WHAT IS AN AFFIRMATIVE DEFENSE?

"An 'affirmative defense' is one which 'sets forth facts from which it results that, notwithstanding the truth of the allegations of the complaint, no cause of action existed in the plaintiff at the time the action was brought.' "1 In other words, an affirmative defense is a defense rooted in law that serves as a defense to liability or damages to defeat the claims contained in a complaint.2 However, what truly constitutes an affirmative defense may be unclear. It is important to ensure that defenses asserted are proper and not merely counterarguments to claims alleged. It is easy to cast a wide net and assert arguments, facts, and identify missing elements of plaintiff's claims with various defenses that are not actually affirmative defenses.

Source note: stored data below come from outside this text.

use crate::aligned::AlignedMemory;
use std::fmt::Debug;

/// A value that may be absent, used as the result of every operation that may or
/// may not yield something (`remove`, replacing `insert`, `try_pop`).
///
/// Unlike `Option`, reading the value is a one-shot operation: [`Optional::unwrap`]
/// moves the value out through `&mut self` and leaves the wrapper absent, so a
/// second `unwrap` is a contract violation and panics.
///
/// ```
/// use stowage::Optional;
///
/// let mut num = Optional::new(1);
/// assert!(num.is_valid());
/// assert_eq!(1, num.unwrap());
/// assert!(!num.is_valid());
/// ```
pub struct Optional<T> {
    is_valid: bool,
    obj: AlignedMemory<T>,
}

impl<T> Optional<T> {
    /// Present value.
    #[inline]
    pub const fn new(value: T) -> Optional<T> {
        Optional {
            is_valid: true,
            obj: AlignedMemory::new(value),
        }
    }

    /// Absent value.
    #[inline]
    pub const fn none() -> Optional<T> {
        Optional {
            is_valid: false,
            obj: AlignedMemory::uninit(),
        }
    }

    #[inline]
    pub fn is_valid(&self) -> bool {
        self.is_valid
    }

    /// Moves the value out and marks this wrapper absent.
    ///
    /// # Panics
    ///
    /// Panics if the value is absent.
    #[track_caller]
    pub fn unwrap(&mut self) -> T {
        assert!(self.is_valid, "called `Optional::unwrap` on an absent value");
        self.is_valid = false;
        unsafe { self.obj.read() }
    }

    #[inline]
    pub fn as_ref(&self) -> Option<&T> {
        if self.is_valid {
            Some(unsafe { self.obj.get_ref() })
        } else {
            None
        }
    }

    #[inline]
    pub fn as_mut(&mut self) -> Option<&mut T> {
        if self.is_valid {
            Some(unsafe { self.obj.get_mut() })
        } else {
            None
        }
    }

    /// Transfers the value (if any) into a new wrapper, leaving this one absent.
    pub fn take(&mut self) -> Optional<T> {
        if self.is_valid {
            Optional::new(self.unwrap())
        } else {
            Optional::none()
        }
    }

    pub fn into_option(mut self) -> Option<T> {
        if self.is_valid {
            Some(self.unwrap())
        } else {
            None
        }
    }
}

impl<T> Drop for Optional<T> {
    fn drop(&mut self) {
        if self.is_valid {
            self.is_valid = false;
            unsafe { self.obj.drop_in_place() };
        }
    }
}

impl<T> Default for Optional<T> {
    fn default() -> Self {
        Optional::none()
    }
}

impl<T> From<Option<T>> for Optional<T> {
    fn from(value: Option<T>) -> Self {
        match value {
            Some(value) => Optional::new(value),
            None => Optional::none(),
        }
    }
}

impl<T> From<Optional<T>> for Option<T> {
    fn from(value: Optional<T>) -> Self {
        value.into_option()
    }
}

impl<T: Clone> Clone for Optional<T> {
    fn clone(&self) -> Self {
        match self.as_ref() {
            Some(value) => Optional::new(value.clone()),
            None => Optional::none(),
        }
    }
}

impl<T: PartialEq> PartialEq for Optional<T> {
    fn eq(&self, other: &Self) -> bool {
        self.as_ref() == other.as_ref()
    }
}

impl<T: Eq> Eq for Optional<T> {}

impl<T: Debug> Debug for Optional<T> {
    fn fmt(&self, f: &mut std::fmt::Formatter<'_>) -> std::fmt::Result {
        match self.as_ref() {
            Some(value) => f.debug_tuple("New").field(value).finish(),
            None => f.write_str("None"),
        }
    }
}

#[cfg(test)]
mod optional_tests {
    use super::Optional;
    use crate::dropflag::{self, Tracked};

    #[test]
    fn unwrap_consumes_once() {
        let mut num = Optional::<i32>::none();
        assert!(!num.is_valid());

        num = Optional::new(1);
        assert!(num.is_valid());
        assert_eq!(1, num.unwrap());
        assert!(!num.is_valid());
    }

    #[test]
    #[should_panic(expected = "absent")]
    fn second_unwrap_panics() {
        let mut num = Optional::new(1);
        num.unwrap();
        num.unwrap();
    }

    #[test]
    fn take_leaves_source_absent() {
        let mut num = Optional::new(1);
        let mut moved = num.take();
        assert!(!num.is_valid());
        assert!(moved.is_valid());
        assert_eq!(1, moved.unwrap());

        let mut empty = Optional::<i32>::none();
        assert!(!empty.take().is_valid());
    }

    #[test]
    fn value_dropped_exactly_once() {
        let drops = dropflag::counter();
        {
            let _present = Optional::new(Tracked::new(1, &drops));
        }
        assert_eq!(1, *drops.borrow());

        let mut present = Optional::new(Tracked::new(2, &drops));
        let value = present.unwrap();
        drop(present);
        assert_eq!(1, *drops.borrow(), "unwrapped value is not dropped by the wrapper");
        drop(value);
        assert_eq!(2, *drops.borrow());

        let mut slot = Optional::new(Tracked::new(3, &drops));
        assert!(slot.is_valid());
        slot = Optional::none();
        assert!(!slot.is_valid());
        assert_eq!(3, *drops.borrow());
    }

    #[test]
    fn conversions_and_formatting() {
        let num: Optional<i32> = Some(5).into();
        assert_eq!(Some(&5), num.as_ref());
        assert_eq!("New(5)", format!("{:?}", num));
        assert_eq!(Some(5), num.into_option());

        let none: Optional<i32> = None.into();
        assert_eq!("None", format!("{:?}", none));
        assert_eq!(None, Option::<i32>::from(none));

        assert_eq!(Optional::new(3), Optional::new(3).clone());
        assert_ne!(Optional::new(3), Optional::none());

        let mut num = Optional::new(3);
        if let Some(v) = num.as_mut() {
            *v += 1;
        }
        assert_eq!(4, num.unwrap());
    }
}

RISKS OF NOT ASSERTING DEFENSES

Generally, failure to assert a defense results in its waiver or forfeiture.3 Because of this, it is crucial to assert all potentially relevant affirmative defenses in responding to a complaint. At the same time, asserting defenses that are inapplicable or duplicative, lengthy, or improper can result in a poorly drafted answer and unnecessary discovery later in litigation. Judicial Council of California employment form interrogatory 216.0 requires parties to identify all special or affirmative defenses and for each: state all supporting facts; names, addresses and phone numbers of each person with knowledge; and to identify all documents that support the defense.4 Responding to this and similar interrogatories is very time consuming and incomplete responses may give rise to unnecessary discovery disputes.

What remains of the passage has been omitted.